Nashville Web entrepreneur David Mason and partners have sold their online video production operation to AOL Inc., in a deal valued at $36.5 million that illustrates the push among Internet companies for more original content to feed consumers’ never-ending thirst for such programming.
AOL and StudioNow aren’t strangers. StudioNow has been creating video content for the New York-based Internet firm since last fall.
Mason and partners started StudioNow in 2007 with seed money that came from Claritas Capital, and later with more help from several angel investors and Clayton Associates, the local venture capital firm.
The company, which will now be an AOL subsidiary, acts as an on-demand service for advertising and entertainment clients. It enlists a virtual work force of film editors, animators, video artists and others to create bite-sized video content for the Web.
It has done video work for a wide variety of advertisers on Citysearch, the Web-based city guides, and more elaborate video profiles for Ford Models Inc., book publishers marketing their authors and others.
AOL plans to integrate StudioNow into the newly launched Seed.com, AOL’s content management platform that farms out work to a variety of AOL contributors. StudioNow also will continue to offer online video creation, management, storage and other services to clients.
Mason stays on board
Mason will continue at StudioNow and report to Mike Rich, an executive vice president who leads AOL’s entertainment category, officials said.
StudioNow has 20 employees plus a network of thousands of videographers, editors, and other creative individuals who do work on behalf of clients involved in everything from selling pizza to running the hospital chain HCA.
A portion of cash in the overall $36.5 million deal would be paid out over multiple years, AOL said.
Mason declined to disclose individual ownership stakes in StudioNow, whose investors include Claritas Capital, Clayton Associates and angel investors Fred Goad, Jim Kever, Rock Morphis and David McClellan.

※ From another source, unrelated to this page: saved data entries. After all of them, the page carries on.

//! Monitored subjects.

use serde::{Deserialize, Serialize};
use std::fmt;

/// What a subject is, which decides how it is observed.
#[derive(Debug, Clone, Copy, PartialEq, Eq, Hash, Serialize, Deserialize)]
#[serde(rename_all = "lowercase")]
pub enum SubjectKind {
    /// A user's portfolio; observed through its open positions.
    Portfolio,
    /// A machine; observed through resource samples.
    Host,
    /// A service; observed through its health endpoint.
    Service,
}

/// Something the engine monitors.
#[derive(Debug, Clone, PartialEq, Eq, Hash, Serialize, Deserialize)]
pub struct Subject {
    pub id: String,
    pub kind: SubjectKind,
}

impl Subject {
    pub fn portfolio(id: impl Into<String>) -> Self {
        Self {
            id: id.into(),
            kind: SubjectKind::Portfolio,
        }
    }

    pub fn host(id: impl Into<String>) -> Self {
        Self {
            id: id.into(),
            kind: SubjectKind::Host,
        }
    }

    pub fn service(id: impl Into<String>) -> Self {
        Self {
            id: id.into(),
            kind: SubjectKind::Service,
        }
    }
}

impl fmt::Display for Subject {
    fn fmt(&self, f: &mut fmt::Formatter<'_>) -> fmt::Result {
        let kind = match self.kind {
            SubjectKind::Portfolio => "portfolio",
            SubjectKind::Host => "host",
            SubjectKind::Service => "service",
        };
        write!(f, "{}:{}", kind, self.id)
    }
}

For Mason, this becomes his second Web success story. In the 1990s, he started an online retail outlet with his brother that eventually became known as SpeedServe. It was later sold to a company that went public as an online seller of books, DVDs, video games and other merchandise.
AOL sets new course
The StudioNow acquisition comes as AOL recently reclaimed the status of an independent publicly traded company after being spun off from Time Warner Inc., in December.
AOL has been cutting jobs and closing some offices abroad amid an advertising slump that has contributed to a 50 percent drop in third quarter operating income. Under CEO Tim Armstrong, it also wants to focus on increasing traffic to its Web sites by driving original, high-quality content.
David Joyce, an analyst at Miller Tabak + Co. in New York, said StudioNow’s online video prowess could fit nicely with the new direction that AOL is pursuing. He cited AOL’s previous acquisition of local online content aggregator Patch.com as another example of its evolving content strategy.
Now in 30 towns and growing, Patch.com aggregates local content in a bid to draw people to AOL-related sites and boost ad revenue.
“Having local video content as one of StudioNow’s capabilities shows yet another way the acquisition fits with AOL’s new direction,” Joyce said.
Online video advertising is a relatively new, but growing segment. Citing research data from eMarketer, AOL said spending nationwide was expected to jump to $5.2 billion by 2014 from $734 million in 2008, outpacing any other online format.
“You need to create the content first before that content can be monetized to meet that new surging demand for video and video ads online,” Mason said Monday.
“It’s a giant market. Everybody realizes the future of … the media space is on the Internet side of things. Everybody from the local florist to NBC-TV has to create online video content,” Mason said in an interview with the tennessean last spring.
“We see ourselves having the right business model, the right technology and access to creative talent (to be) a starting point in the whole Internet food chain.”